impl FakeCluster {
    pub fn new(name: &str) -> Self {
        Self {
            name: name.to_string(),
            state: Arc::new(Mutex::new(State::default())),
        }
    }

    pub fn client(&self) -> Client {
        Client::new(self.clone(), "default")
    }

    /// Answer every `method` request whose path starts with `path_prefix` with `code`
    pub fn fail(&self, method: &str, path_prefix: &str, code: u16) {
        self.state
            .lock()
            .unwrap()
            .failures
            .push((method.to_string(), path_prefix.to_string(), code));
    }

    /// Never populate service account token secrets
    pub fn withhold_tokens(&self) {
        self.state.lock().unwrap().withhold_tokens = true;
    }

    /// Populate token secrets only after this many secret reads
    pub fn delay_tokens(&self, reads: usize) {
        self.state.lock().unwrap().token_delay = reads;
    }

    /// Generate a `<sa>-token-<n>` secret whenever a service account is created,
    /// like clusters that still auto-create legacy token secrets
    pub fn legacy_token_secrets(&self) {
        self.state.lock().unwrap().legacy_token_secrets = true;
    }

    /// Every stored object keyed by `<collection>/<name>`, without server-assigned metadata
    pub fn snapshot(&self) -> BTreeMap<String, Value> {
        let state = self.state.lock().unwrap();
        state
            .objects
            .iter()
            .flat_map(|(collection, items)| {
                items.iter().map(move |(name, object)| {
                    let mut object = object.clone();
                    if let Some(meta) = object["metadata"].as_object_mut() {
                        meta.remove("resourceVersion");
                        meta.remove("uid");
                    }
                    (format!("{}/{}", collection, name), object)
                })
            })
            .collect()
    }

    fn handle(&self, method: &Method, path: &str, query: Option<&str>, body: &[u8]) -> (u16, Value) {
        let mut state = self.state.lock().unwrap();

        if let Some((_, _, code)) = state
            .failures
            .iter()
            .find(|(m, prefix, _)| m == method.as_str() && path.starts_with(prefix.as_str()))
        {
            return (*code, status(*code, &format!("injected failure for {} {}", method, path)));
        }

        let Some(route) = Route::parse(path) else {
            return (404, status(404, &format!("the server could not find {}", path)));
        };

        if route.resource == "secrets" && *method == Method::GET {
            state.secret_reads += 1;
            if !state.withhold_tokens && state.secret_reads > state.token_delay {
                populate_tokens(&self.name, &mut state, &route.collection);
            }
        }

        match (method.clone(), route.name.as_deref()) {
            (Method::POST, None) => {
                let Ok(mut object) = serde_json::from_slice::<Value>(body) else {
                    return (400, status(400, "invalid body"));
                };
                let Some(name) = object["metadata"]["name"].as_str().map(str::to_string) else {
                    return (422, status(422, "metadata.name is required"));
                };
                if state.get(&route.collection, &name).is_some() {
                    return (409, already_exists(&route.resource, &name));
                }
                stamp(&mut state, &mut object, route.namespace.as_deref());
                state.put(&route.collection, &name, object.clone());

                if state.legacy_token_secrets && route.resource == "serviceaccounts" {
                    create_legacy_token_secret(&mut state, &route, &name);
                }
                (201, object)
            }
            (Method::GET, Some(name)) => match state.get(&route.collection, name) {
                Some(object) => (200, object.clone()),
                None => (404, not_found(&route.resource, name)),
            },
            (Method::GET, None) => {
                let selector = query.and_then(label_selector);
                let items: Vec<Value> = state
                    .objects
                    .get(&route.collection)
                    .map(|items| {
                        items
                            .values()
                            .filter(|o| selector.as_ref().map_or(true, |s| matches_labels(o, s)))
                            .cloned()
                            .collect()
                    })
                    .unwrap_or_default();
                let list = json!({
                    "apiVersion": "v1",
                    "kind": "List",
                    "metadata": { "resourceVersion": state.resource_version.to_string() },
                    "items": items,
                });
                (200, list)
            }
            (Method::PUT, Some(name)) => {
                let Ok(mut object) = serde_json::from_slice::<Value>(body) else {
                    return (400, status(400, "invalid body"));
                };
                let Some(current) = state.get(&route.collection, name) else {
                    return (404, not_found(&route.resource, name));
                };
                let expected = object["metadata"]["resourceVersion"].as_str();
                if expected.is_some() && expected != current["metadata"]["resourceVersion"].as_str() {
                    return (409, status(409, "the object has been modified"));
                }
                stamp(&mut state, &mut object, route.namespace.as_deref());
                state.put(&route.collection, name, object.clone());
                (200, object)
            }
            (Method::DELETE, Some(name)) => {
                match state.objects.get_mut(&route.collection).and_then(|c| c.remove(name)) {
                    Some(object) => (200, object),
                    None => (404, not_found(&route.resource, name)),
                }
            }
            _ => (405, status(405, &format!("{} not supported on {}", method, path))),
        }
    }
}

impl State {
    fn get(&self, collection: &str, name: &str) -> Option<&Value> {
        self.objects.get(collection).and_then(|c| c.get(name))
    }

    fn put(&mut self, collection: &str, name: &str, object: Value) {
        self.objects
            .entry(collection.to_string())
            .or_default()
            .insert(name.to_string(), object);
    }
}

/// Parsed request path
struct Route {
    /// Path of the collection, e.g. `/api/v1/namespaces/ns/secrets`
    collection: String,
    resource: String,
    namespace: Option<String>,
    name: Option<String>,
}

impl Route {
    fn parse(path: &str) -> Option<Self> {
        let segments: Vec<&str> = path.trim_matches('/').split('/').collect();
        let prefix = match segments.first() {
            Some(&"api") => 2,
            Some(&"apis") => 3,
            _ => return None,
        };
        let rest = segments.get(prefix..).filter(|r| !r.is_empty())?;

        // collections have an odd number of segments, items an even one
        let (collection_segments, name) = if rest.len() % 2 == 1 {
            (segments.len(), None)
        } else {
            (segments.len() - 1, rest.last().map(|n| n.to_string()))
        };
        let collection_rest = &segments[prefix..collection_segments];
        let namespace = match collection_rest {
            ["namespaces", ns, _] => Some(ns.to_string()),
            _ => None,
        };

        Some(Self {
            collection: format!("/{}", segments[..collection_segments].join("/")),
            resource: collection_rest.last()?.to_string(),
            namespace,
            name,
        })
    }
}

fn stamp(state: &mut State, object: &mut Value, namespace: Option<&str>) {
    state.resource_version += 1;
    let meta = &mut object["metadata"];
    meta["resourceVersion"] = json!(state.resource_version.to_string());
    if meta["uid"].is_null() {
        meta["uid"] = json!(format!("uid-{}", state.resource_version));
    }
    if let Some(ns) = namespace {
        meta["namespace"] = json!(ns);
    }
}

fn create_legacy_token_secret(state: &mut State, route: &Route, service_account: &str) {
    let Some(ns) = route.namespace.as_deref() else {
        return;
    };
    let collection = route.collection.replace("/serviceaccounts", "/secrets");
    let name = format!("{}-token-{}", service_account, state.resource_version);
    let mut secret = json!({
        "apiVersion": "v1",
        "kind": "Secret",
        "type": token::SECRET_TYPE,
        "metadata": { "name": name },
    });
    secret["metadata"]["annotations"][token::SERVICE_ACCOUNT_ANNOTATION] = json!(service_account);
    stamp(state, &mut secret, Some(ns));
    state.put(&collection, &name, secret);
}
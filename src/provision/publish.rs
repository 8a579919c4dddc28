// Copyright 2026, Jeroen van Erp <jeroen@geeko.me>
// SPDX-License-Identifier: Apache-2.0

//! Store the assembled kubeconfig in the central cluster

use crate::constants::central;
use crate::error::Result;
use crate::kubernetes::{ensure_resource, ConflictPolicy, Outcome};
use crate::rbac::managed_labels;
use crate::types::KubeconfigDocument;
use k8s_openapi::api::core::v1::Secret;
use k8s_openapi::ByteString;
use kube::{api::ObjectMeta, Api, Client};
use std::collections::BTreeMap;
use tracing::{info, instrument};

/// The labelled Secret holding `document` under the kubeconfig key
pub fn kubeconfig_secret(namespace: &str, document: &KubeconfigDocument) -> Result<Secret> {
    let yaml = document.to_yaml()?;
    Ok(Secret {
        metadata: ObjectMeta {
            name: Some(central::KUBECONFIG_SECRET_NAME.to_string()),
            namespace: Some(namespace.to_string()),
            labels: Some(managed_labels()),
            ..Default::default()
        },
        data: Some(BTreeMap::from([(
            central::KUBECONFIG_SECRET_KEY.to_string(),
            ByteString(yaml.into_bytes()),
        )])),
        ..Default::default()
    })
}

/// Create or fully replace the kubeconfig Secret in the central namespace
#[instrument(skip(client, document))]
pub async fn publish_kubeconfig(
    client: &Client,
    cluster: &str,
    namespace: &str,
    document: &KubeconfigDocument,
) -> Result<Outcome> {
    let secret = kubeconfig_secret(namespace, document)?;
    info!(
        "Publishing kubeconfig secret {}/{} in cluster {}",
        namespace,
        central::KUBECONFIG_SECRET_NAME,
        cluster
    );

    let secrets: Api<Secret> = Api::namespaced(client.clone(), namespace);
    ensure_resource(&secrets, cluster, &secret, ConflictPolicy::Replace).await
}
//! framefit-core — Face-shape classification engine.
//!
//! Classifies a detected face into one of five canonical shapes (Oval, Round,
//! Square, Heart, Oblong) from 68 facial landmark points, and maps the result
//! to eyewear-frame recommendations. Landmark detection itself is an external
//! concern; this crate consumes the detector's fixed 68-point layout.
//!
//! Pipeline: [`LandmarkSet`] → [`extract_features`] → [`ShapeClassifier`] →
//! [`ShapePrediction`] → [`FrameRecommendation`].
//!
//! Both stages are pure, synchronous, and deterministic; the reference
//! dataset and recommendation table are immutable after construction, so
//! concurrent classification from multiple threads needs no synchronization.

pub mod classifier;
pub mod dataset;
pub mod features;
pub mod landmarks;
pub mod types;

pub use classifier::{
    ClassifierError, DatasetError, ReferenceDataset, ReferencePoint, ShapeClassifier, DEFAULT_K,
};
pub use dataset::{builtin_dataset, DatasetBundle};
pub use features::{extract_features, FaceFeatures, FeatureVector, FEATURE_DIM, FEATURE_VERSION};
pub use landmarks::{LandmarkError, LandmarkSet, LANDMARK_COUNT};
pub use types::{FaceShape, FrameRecommendation, Neighbor, Point, ShapePrediction};
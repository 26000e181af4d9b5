//! K-nearest-neighbors face-shape classifier.
//!
//! Classifies a feature vector by majority vote among the k nearest reference
//! points under Euclidean distance, after per-dimension min-max normalization
//! against the reference dataset's bounds. Min-max normalization makes every
//! ratio contribute comparably to the distance despite differing natural
//! ranges (height/width spans ~1.1-1.7, chin/jaw ~0.3-0.7). Appropriate for a
//! 4-dimensional dataset of a few dozen points; not meant to scale beyond
//! that.

use crate::features::{FaceFeatures, FeatureVector, FEATURE_DIM, FEATURE_VERSION};
use crate::types::{FaceShape, Neighbor, ShapePrediction};
use serde::{Deserialize, Serialize};
use thiserror::Error;

/// Default number of neighbors consulted per classification.
pub const DEFAULT_K: usize = 3;

#[derive(Error, Debug)]
pub enum DatasetError {
    #[error("reference dataset is empty")]
    Empty,
    #[error("dataset was tuned for feature convention {got:?}, extractor is {expected:?} — the pairing is not interchangeable")]
    FeatureVersionMismatch { expected: String, got: String },
    #[error("failed to parse dataset bundle: {0}")]
    Parse(#[from] serde_json::Error),
}

#[derive(Error, Debug)]
pub enum ClassifierError {
    #[error("k must be at least 1")]
    ZeroK,
}

/// One labeled feature vector in the reference dataset.
#[derive(Debug, Clone, Serialize, Deserialize)]
pub struct ReferencePoint {
    pub shape: FaceShape,
    pub features: FeatureVector,
}

/// Immutable set of labeled reference feature vectors.
///
/// Per-dimension min/max bounds are computed once at construction; the
/// dataset never changes afterwards, so cached bounds are behaviorally
/// identical to recomputing them per call. Safe for unsynchronized concurrent
/// reads.
#[derive(Debug, Clone)]
pub struct ReferenceDataset {
    points: Vec<ReferencePoint>,
    mins: [f32; FEATURE_DIM],
    maxs: [f32; FEATURE_DIM],
    feature_version: String,
}

impl ReferenceDataset {
    /// Build a dataset from labeled points, caching normalization bounds.
    ///
    /// `feature_version` names the extractor convention the points were tuned
    /// against; it must match [`FEATURE_VERSION`] for the dataset to be
    /// usable with this crate's extractor.
    pub fn new(points: Vec<ReferencePoint>, feature_version: &str) -> Result<Self, DatasetError> {
        if points.is_empty() {
            return Err(DatasetError::Empty);
        }
        if feature_version != FEATURE_VERSION {
            return Err(DatasetError::FeatureVersionMismatch {
                expected: FEATURE_VERSION.to_string(),
                got: feature_version.to_string(),
            });
        }

        let mut mins = [f32::INFINITY; FEATURE_DIM];
        let mut maxs = [f32::NEG_INFINITY; FEATURE_DIM];
        for point in &points {
            for (dim, &value) in point.features.iter().enumerate() {
                mins[dim] = mins[dim].min(value);
                maxs[dim] = maxs[dim].max(value);
            }
        }

        tracing::debug!(points = points.len(), ?mins, ?maxs, "reference dataset bounds");

        Ok(Self {
            points,
            mins,
            maxs,
            feature_version: feature_version.to_string(),
        })
    }

    pub fn len(&self) -> usize {
        self.points.len()
    }

    pub fn is_empty(&self) -> bool {
        self.points.is_empty()
    }

    pub fn points(&self) -> &[ReferencePoint] {
        &self.points
    }

    pub fn feature_version(&self) -> &str {
        &self.feature_version
    }

    /// Cached per-dimension (min, max) normalization bounds.
    pub fn bounds(&self) -> (&[f32; FEATURE_DIM], &[f32; FEATURE_DIM]) {
        (&self.mins, &self.maxs)
    }

    /// Number of reference points carrying the given label.
    pub fn count_for(&self, shape: FaceShape) -> usize {
        self.points.iter().filter(|p| p.shape == shape).count()
    }
}

/// KNN classifier over an injected reference dataset.
#[derive(Debug)]
pub struct ShapeClassifier {
    dataset: ReferenceDataset,
    k: usize,
}

impl ShapeClassifier {
    /// Create a classifier over the given dataset.
    ///
    /// `k` larger than the dataset degrades to `min(k, len)` neighbors at
    /// classification time. A label represented by fewer than `k` points can
    /// never win a unanimous vote; that is logged as a warning, not an error.
    pub fn new(dataset: ReferenceDataset, k: usize) -> Result<Self, ClassifierError> {
        if k == 0 {
            return Err(ClassifierError::ZeroK);
        }
        for &shape in FaceShape::all() {
            let count = dataset.count_for(shape);
            if count > 0 && count < k {
                tracing::warn!(
                    shape = shape.name(),
                    count,
                    k,
                    "label has fewer reference points than k"
                );
            }
        }
        Ok(Self { dataset, k })
    }

    pub fn dataset(&self) -> &ReferenceDataset {
        &self.dataset
    }

    pub fn k(&self) -> usize {
        self.k
    }

    /// Classify an extracted feature record.
    pub fn classify_features(&self, features: &FaceFeatures) -> ShapePrediction {
        self.classify(&features.vector())
    }

    /// Classify a raw feature vector.
    ///
    /// Deterministic given the dataset: distances use a stable sort, and vote
    /// ties resolve to the tied label whose best entry appears earliest in
    /// distance order.
    pub fn classify(&self, input: &FeatureVector) -> ShapePrediction {
        let (mins, maxs) = self.dataset.bounds();
        let normalized_input = normalize_vector(input, mins, maxs);

        let mut neighbors: Vec<Neighbor> = self
            .dataset
            .points()
            .iter()
            .map(|point| Neighbor {
                shape: point.shape,
                distance: euclidean(
                    &normalized_input,
                    &normalize_vector(&point.features, mins, maxs),
                ),
            })
            .collect();

        // Stable: equal distances keep dataset order, which the tie-break
        // below relies on.
        neighbors.sort_by(|a, b| {
            a.distance
                .partial_cmp(&b.distance)
                .unwrap_or(std::cmp::Ordering::Equal)
        });

        let k_used = self.k.min(neighbors.len());
        neighbors.truncate(k_used);

        // Majority vote. Track each label's first position in distance order
        // so ties resolve to the label seen earliest among the k nearest.
        let mut votes: Vec<(FaceShape, usize, usize)> = Vec::new();
        for (position, neighbor) in neighbors.iter().enumerate() {
            match votes.iter_mut().find(|(shape, _, _)| *shape == neighbor.shape) {
                Some((_, count, _)) => *count += 1,
                None => votes.push((neighbor.shape, 1, position)),
            }
        }

        let &(shape, count, _) = votes
            .iter()
            .max_by(|(_, ca, fa), (_, cb, fb)| ca.cmp(cb).then(fb.cmp(fa)))
            .expect("non-empty dataset guarantees at least one neighbor");

        let confidence = count as f32 / k_used as f32;

        tracing::debug!(
            shape = shape.name(),
            confidence,
            k_used,
            nearest = neighbors.first().map(|n| n.distance),
            "classified feature vector"
        );

        ShapePrediction {
            shape,
            confidence,
            neighbors,
        }
    }
}

/// Min-max normalize a single value; degenerate dimensions (max == min)
/// normalize to 0 so they contribute nothing to the distance.
fn normalize(value: f32, min: f32, max: f32) -> f32 {
    let range = max - min;
    if range == 0.0 {
        0.0
    } else {
        (value - min) / range
    }
}

fn normalize_vector(
    vector: &FeatureVector,
    mins: &[f32; FEATURE_DIM],
    maxs: &[f32; FEATURE_DIM],
) -> FeatureVector {
    let mut out = [0.0; FEATURE_DIM];
    for dim in 0..FEATURE_DIM {
        out[dim] = normalize(vector[dim], mins[dim], maxs[dim]);
    }
    out
}

fn euclidean(a: &FeatureVector, b: &FeatureVector) -> f32 {
    a.iter()
        .zip(b.iter())
        .map(|(x, y)| (x - y) * (x - y))
        .sum::<f32>()
        .sqrt()
}
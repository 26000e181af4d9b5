//! Geometric feature extraction from facial landmarks.
//!
//! Turns a 68-point landmark set into the dimensionless ratios used for
//! classification. Ratios, not absolute pixel distances, because absolute
//! distances depend on image resolution and camera distance; ratios cancel
//! the scale factor.

use crate::landmarks::{indices, LandmarkSet};
use serde::Serialize;

/// Number of dimensions in a classification feature vector.
pub const FEATURE_DIM: usize = 4;

/// Identifier of the landmark-index convention and ratio definitions below.
///
/// A reference dataset is only meaningful against the extractor convention it
/// was tuned for; dataset loading and classifier construction reject any
/// other version to prevent cross-wiring.
pub const FEATURE_VERSION: &str = "jaw-taper-v2";

/// Eye-to-chin span is roughly 1/1.618 of full face height for adult faces;
/// scale up to approximate the full height from the stable eye-to-chin proxy.
const EYE_TO_CHIN_SCALE: f32 = 1.618;

/// Feature vector: the four classification ratios in dataset order.
pub type FeatureVector = [f32; FEATURE_DIM];

/// Derived facial measurements.
///
/// Distances are in input pixels; the four ratios are unitless and
/// scale-invariant. Only the ratios feed the classifier, in the fixed order
/// `[height_width, jaw_cheek, chin_jaw, vertical]`.
#[derive(Debug, Clone, Serialize)]
pub struct FaceFeatures {
    /// Horizontal span of the jaw outline at cheekbone level (points 0-16).
    pub face_width: f32,
    /// Estimated full face height (eye-to-chin span scaled).
    pub face_height: f32,
    /// Width between the gonions (points 4-12).
    pub jaw_width: f32,
    /// Width across the chin curve (points 6-10).
    pub chin_width: f32,
    /// Face height over face width: long vs. wide.
    pub height_width_ratio: f32,
    /// Jaw width over face width: jaw taper (Heart/Oval) vs. wide base (Square).
    pub jaw_cheek_ratio: f32,
    /// Chin width over jaw width: chin angularity (pointed vs. flat).
    pub chin_jaw_ratio: f32,
    /// Lower face (nose to chin) over mid face (eyes to nose).
    pub vertical_ratio: f32,
}

impl FaceFeatures {
    /// The classification feature vector, in dataset order.
    pub fn vector(&self) -> FeatureVector {
        [
            self.height_width_ratio,
            self.jaw_cheek_ratio,
            self.chin_jaw_ratio,
            self.vertical_ratio,
        ]
    }
}

/// Extract facial measurements and classification ratios from landmarks.
///
/// Pure and deterministic; never fails for a constructed [`LandmarkSet`].
pub fn extract_features(landmarks: &LandmarkSet) -> FaceFeatures {
    let face_width = landmarks
        .point(indices::JAW_LEFT)
        .distance(&landmarks.point(indices::JAW_RIGHT));
    let jaw_width = landmarks
        .point(indices::GONION_LEFT)
        .distance(&landmarks.point(indices::GONION_RIGHT));
    let chin_width = landmarks
        .point(indices::CHIN_LEFT)
        .distance(&landmarks.point(indices::CHIN_RIGHT));

    // Face height from a stable vertical proxy: chin tip to the midpoint of
    // the two eye centers. The hairline is not in the 68-point set, so the
    // eye midline stands in for the face midline.
    let left_eye = landmarks
        .point(indices::LEFT_EYE_OUTER)
        .midpoint(&landmarks.point(indices::LEFT_EYE_INNER));
    let right_eye = landmarks
        .point(indices::RIGHT_EYE_INNER)
        .midpoint(&landmarks.point(indices::RIGHT_EYE_OUTER));
    let eye_mid = left_eye.midpoint(&right_eye);

    let chin_tip = landmarks.point(indices::CHIN_TIP);
    let eye_to_chin = chin_tip.distance(&eye_mid);
    let face_height = eye_to_chin * EYE_TO_CHIN_SCALE;

    let height_width_ratio = face_height / face_width;
    let jaw_cheek_ratio = jaw_width / face_width;
    let chin_jaw_ratio = chin_width / jaw_width;

    // Vertical split: lower face over mid face, with the nose bottom as the
    // boundary. A degenerate eye-to-nose distance substitutes 1 for the
    // denominator rather than erroring.
    let nose_bottom = landmarks.point(indices::NOSE_BOTTOM);
    let nose_to_chin = chin_tip.distance(&nose_bottom);
    let eye_to_nose = eye_mid.distance(&nose_bottom);
    let vertical_ratio = nose_to_chin / if eye_to_nose == 0.0 { 1.0 } else { eye_to_nose };

    FaceFeatures {
        face_width,
        face_height,
        jaw_width,
        chin_width,
        height_width_ratio,
        jaw_cheek_ratio,
        chin_jaw_ratio,
        vertical_ratio,
    }
}
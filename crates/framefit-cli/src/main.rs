use anyhow::{Context, Result};
use clap::{Parser, Subcommand};
use framefit_core::{
    builtin_dataset, extract_features, FaceShape, LandmarkSet, ReferenceDataset, ShapeClassifier,
};
use std::path::{Path, PathBuf};

mod config;

use config::Config;

#[derive(Parser)]
#[command(name = "framefit", about = "Framefit face-shape classification CLI")]
struct Cli {
    #[command(subcommand)]
    command: Commands,
}

#[derive(Subcommand)]
enum Commands {
    /// Classify a face from a landmark file and recommend frames
    Classify {
        /// JSON file containing 68 [x, y] landmark pairs from the detector
        landmarks: PathBuf,
        /// Number of neighbors to consult (overrides FRAMEFIT_K)
        #[arg(short, long)]
        k: Option<usize>,
        /// Dataset bundle replacing the built-in reference set
        #[arg(long)]
        dataset: Option<PathBuf>,
        /// Emit machine-readable JSON instead of a report
        #[arg(long)]
        json: bool,
    },
    /// Print the measurements extracted from a landmark file
    Features {
        /// JSON file containing 68 [x, y] landmark pairs from the detector
        landmarks: PathBuf,
        /// Emit machine-readable JSON
        #[arg(long)]
        json: bool,
    },
    /// List the five face shapes and their frame recommendations
    Shapes,
}

fn main() -> Result<()> {
    tracing_subscriber::fmt()
        .with_env_filter(tracing_subscriber::EnvFilter::from_default_env())
        .init();

    let cli = Cli::parse();
    let config = Config::from_env();

    match cli.command {
        Commands::Classify {
            landmarks,
            k,
            dataset,
            json,
        } => {
            let set = read_landmarks(&landmarks)?;
            let dataset = load_dataset(dataset.as_deref(), &config)?;
            let k = k.unwrap_or(config.k);
            let classifier = ShapeClassifier::new(dataset, k)?;

            let features = extract_features(&set);
            let prediction = classifier.classify_features(&features);

            if json {
                let rec = prediction.shape.recommendation();
                let report = serde_json::json!({
                    "prediction": prediction,
                    "features": features,
                    "recommendation": rec,
                });
                println!("{}", serde_json::to_string_pretty(&report)?);
            } else {
                let rec = prediction.shape.recommendation();
                println!(
                    "Face shape: {} (confidence {:.0}%)",
                    prediction.shape,
                    prediction.confidence * 100.0
                );
                println!("Nearest neighbors:");
                for (i, n) in prediction.neighbors.iter().enumerate() {
                    println!("  {}. {:<7} distance {:.4}", i + 1, n.shape.name(), n.distance);
                }
                println!();
                println!("Recommended frames: {}", rec.frames);
                println!("  {}", rec.description);
                println!("  Style reference: {}", rec.style);
            }
        }
        Commands::Features { landmarks, json } => {
            let set = read_landmarks(&landmarks)?;
            let features = extract_features(&set);

            if json {
                println!("{}", serde_json::to_string_pretty(&features)?);
            } else {
                println!("Face width:     {:.1}px", features.face_width);
                println!("Face height:    {:.1}px (estimated)", features.face_height);
                println!("Jaw width:      {:.1}px", features.jaw_width);
                println!("Chin width:     {:.1}px", features.chin_width);
                println!();
                println!("Height/width:   {:.3}", features.height_width_ratio);
                println!("Jaw/cheek:      {:.3}", features.jaw_cheek_ratio);
                println!("Chin/jaw:       {:.3}", features.chin_jaw_ratio);
                println!("Vertical split: {:.3}", features.vertical_ratio);
            }
        }
        Commands::Shapes => {
            for &shape in FaceShape::all() {
                let rec = shape.recommendation();
                println!("{:<7} {}", shape.name(), rec.frames);
                println!("        {}", rec.description);
            }
        }
    }

    Ok(())
}

/// Read and validate a landmark file: a JSON array of 68 `[x, y]` pairs.
fn read_landmarks(path: &Path) -> Result<LandmarkSet> {
    let raw = std::fs::read_to_string(path)
        .with_context(|| format!("failed to read landmark file {}", path.display()))?;
    parse_landmarks(&raw)
}

fn parse_landmarks(raw: &str) -> Result<LandmarkSet> {
    let pairs: Vec<(f32, f32)> =
        serde_json::from_str(raw).context("landmark file must be a JSON array of [x, y] pairs")?;
    LandmarkSet::from_pairs(&pairs).context("invalid landmark set")
}

/// Resolve the reference dataset: `--dataset` flag, then `FRAMEFIT_DATASET`,
/// then the built-in set.
fn load_dataset(flag: Option<&Path>, config: &Config) -> Result<ReferenceDataset> {
    let path = flag.or(config.dataset.as_deref());
    match path {
        Some(path) => {
            let raw = std::fs::read_to_string(path)
                .with_context(|| format!("failed to read dataset bundle {}", path.display()))?;
            let dataset = ReferenceDataset::from_json(&raw)
                .with_context(|| format!("invalid dataset bundle {}", path.display()))?;
            tracing::info!(
                path = %path.display(),
                points = dataset.len(),
                "loaded dataset bundle"
            );
            Ok(dataset)
        }
        None => Ok(builtin_dataset()),
    }
}

#[cfg(test)]
mod tests {
    use super::*;

    #[test]
    fn test_parse_landmarks_accepts_68_pairs() {
        let pairs: Vec<[f32; 2]> = (0..68).map(|i| [i as f32, i as f32 * 2.0]).collect();
        let raw = serde_json::to_string(&pairs).unwrap();
        let set = parse_landmarks(&raw).unwrap();
        assert_eq!(set.points().len(), 68);
        assert_eq!(set.point(8).y, 16.0);
    }

    #[test]
    fn test_parse_landmarks_rejects_wrong_count() {
        let pairs: Vec<[f32; 2]> = (0..10).map(|i| [i as f32, 0.0]).collect();
        let raw = serde_json::to_string(&pairs).unwrap();
        assert!(parse_landmarks(&raw).is_err());
    }

    #[test]
    fn test_parse_landmarks_rejects_non_json() {
        assert!(parse_landmarks("0,0 1,1").is_err());
    }
}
# # #
About this task >>
Copy the lines above exactly, beginning at the line that has "(Method::GET, Some(name)) =>" and stopping after the line that has "let selector = query.and_then(label_selector);", and omit the rest.

Output for this task >>
            (Method::GET, Some(name)) => match state.get(&route.collection, name) {
                Some(object) => (200, object.clone()),
                None => (404, not_found(&route.resource, name)),
            },
            (Method::GET, None) => {
                let selector = query.and_then(label_selector);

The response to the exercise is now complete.